Interesting. Now I’m curious who you’re talking about…
I certainly agree with the simplicity aspect, with a caveat. One shouldn’t just look at a parts count to conclude that one system is simpler than another. It is just as important to look at commonality. Which is simpler: a rocket with a single staged-combustion engine, or one with nine gas generator engines? The latter certainly has more parts, but the former has more unique parts, and those parts are subject to harsher conditions.

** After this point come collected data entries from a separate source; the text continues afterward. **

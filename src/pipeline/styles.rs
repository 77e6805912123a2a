// src/pipeline/styles.rs

//! Style compilation.
//!
//! The entry stylesheet is parsed as modern CSS (nesting, custom
//! properties), lowered and vendor-prefixed against the configured browser
//! matrix, minified, and written as `<stem>.min.css` with a source map in
//! the sibling maps directory. Compile errors are reported per run; the
//! watch loop stays alive.

use std::fs;
use std::path::PathBuf;

use anyhow::Context;
use lightningcss::stylesheet::{MinifyOptions, ParserOptions, PrinterOptions, StyleSheet};
use lightningcss::targets::{Browsers, Features, Targets};
use parcel_sourcemap::SourceMap;
use tracing::debug;

use crate::config::{AssetCategory, ConfigFile};
use crate::errors::{AssetpipeError, Result};
use crate::pipeline::sources;

#[derive(Debug, Clone, PartialEq, Eq)]
pub struct StyleSummary {
    pub output: PathBuf,
    pub bytes: usize,
}

pub fn run(config: &ConfigFile) -> Result<StyleSummary> {
    let entry = config.entry(AssetCategory::Styles)?;
    let src = sources::entry_file(&entry.src)?;
    let source =
        fs::read_to_string(&src).with_context(|| format!("reading {}", src.display()))?;
    let label = src.display().to_string();

    let browsers = Browsers::from_browserslist(config.build.browsers.iter().map(String::as_str))
        .map_err(|e| {
            AssetpipeError::ConfigError(format!("invalid browser support matrix: {e}"))
        })?;
    // Always flatten nesting; the old browsers in the support matrix need
    // plain selectors regardless of what browserslist resolves to.
    let targets = Targets {
        browsers,
        include: Features::Nesting,
        ..Targets::default()
    };

    let mut source_map = SourceMap::new("/");
    let code = compile(&source, &label, targets, &mut source_map)?;

    let stem = src
        .file_stem()
        .map(|s| s.to_string_lossy().into_owned())
        .unwrap_or_else(|| "styles".to_string());
    let out_name = format!("{stem}.min.css");
    let map_name = format!("{out_name}.map");

    fs::create_dir_all(&entry.dest)
        .with_context(|| format!("creating destination {}", entry.dest.display()))?;
    let maps_dir = entry.maps_dir();
    fs::create_dir_all(&maps_dir)
        .with_context(|| format!("creating maps directory {}", maps_dir.display()))?;

    let css = format!("{code}\n/*# sourceMappingURL=../maps/{map_name} */\n");
    let output = entry.dest.join(&out_name);
    fs::write(&output, &css)
        .with_context(|| format!("writing {}", output.display()))?;

    let map_json = source_map
        .to_json(None)
        .map_err(|e| style_error(&label, format!("serializing source map: {e}")))?;
    fs::write(maps_dir.join(&map_name), map_json)
        .with_context(|| format!("writing source map for {out_name}"))?;

    debug!(output = %output.display(), bytes = css.len(), "compiled stylesheet");

    Ok(StyleSummary {
        output,
        bytes: css.len(),
    })
}

/// Parse, lower, prefix and minify one stylesheet.
///
/// Deterministic: the same source and targets always produce identical
/// output bytes.
fn compile(
    source: &str,
    label: &str,
    targets: Targets,
    source_map: &mut SourceMap,
) -> Result<String> {
    let mut sheet = StyleSheet::parse(
        source,
        ParserOptions {
            filename: label.to_string(),
            ..ParserOptions::default()
        },
    )
    .map_err(|e| style_error(label, e.to_string()))?;

    sheet
        .minify(MinifyOptions {
            targets,
            ..MinifyOptions::default()
        })
        .map_err(|e| style_error(label, e.to_string()))?;

    let result = sheet
        .to_css(PrinterOptions {
            minify: true,
            source_map: Some(source_map),
            targets,
            ..PrinterOptions::default()
        })
        .map_err(|e| style_error(label, e.to_string()))?;

    Ok(result.code)
}

fn style_error(label: &str, message: String) -> AssetpipeError {
    AssetpipeError::StyleCompile {
        file: label.to_string(),
        message,
    }
}

#[cfg(test)]
mod tests {
    use super::*;

    const NESTED: &str = r#"
        :root { --accent: #ff0000; }
        .card {
            color: var(--accent);
            & .title { font-weight: 700; }
        }
    "#;

    fn compile_once(source: &str) -> Result<String> {
        let mut map = SourceMap::new("/");
        let targets = Targets {
            include: Features::Nesting,
            ..Targets::default()
        };
        compile(source, "test.css", targets, &mut map)
    }

    #[test]
    fn nested_css_compiles_and_minifies() {
        let css = compile_once(NESTED).unwrap();
        assert!(css.contains(".card .title"));
        assert!(!css.contains('\n'));
    }

    #[test]
    fn compiling_twice_is_byte_identical() {
        let first = compile_once(NESTED).unwrap();
        let second = compile_once(NESTED).unwrap();
        assert_eq!(first, second);
    }

    #[test]
    fn parse_errors_are_style_compile_errors() {
        let err = compile_once(".broken { color: ").unwrap_err();
        assert!(matches!(err, AssetpipeError::StyleCompile { .. }));
    }
}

On the F9, the pneumatic pushers are certainly more complicated than pyrotechnics. But perhaps not as much as one would think, since it uses the existing high-pressure helium system. Helium is complicated and tricky, but in the F9 is used for at least four subsystems: pushers, latch release, tank pressurization, and grid fin hydraulic pressurization. They amortize the cost of the system over several applications, and when they test it, it increases their confidence in the function of all dependent subsystems.
I do know that the DC-X project had a high focus on automated ground operations, and supposedly required only three support personnel. It’s too bad the project was cancelled, but I think that at least some of the lessons carried over to other parties.
The shuttle was a bad idea. There was no escape tower for the crew if the launch went bad. That meant there could be almost no margin for error. It carries heavy wings and landing gear all the way to orbit. It was said that the three main engines running liquid hydrogen and LOX were really screaming and on the high end of what was safe. Then they dumped the solid boosters in the ocean, which could not have been good.
Stranger, that was all fascinating. Tomorrow morning, when I hear/feel the “subdued but meaty clunk” of my car door closing, I’ll pay a momentary silent homage to the many whose man-hours created that; and I’ll enjoy presuming to make too much of the tenuous (but real) link between this and the engineering of great rocket systems.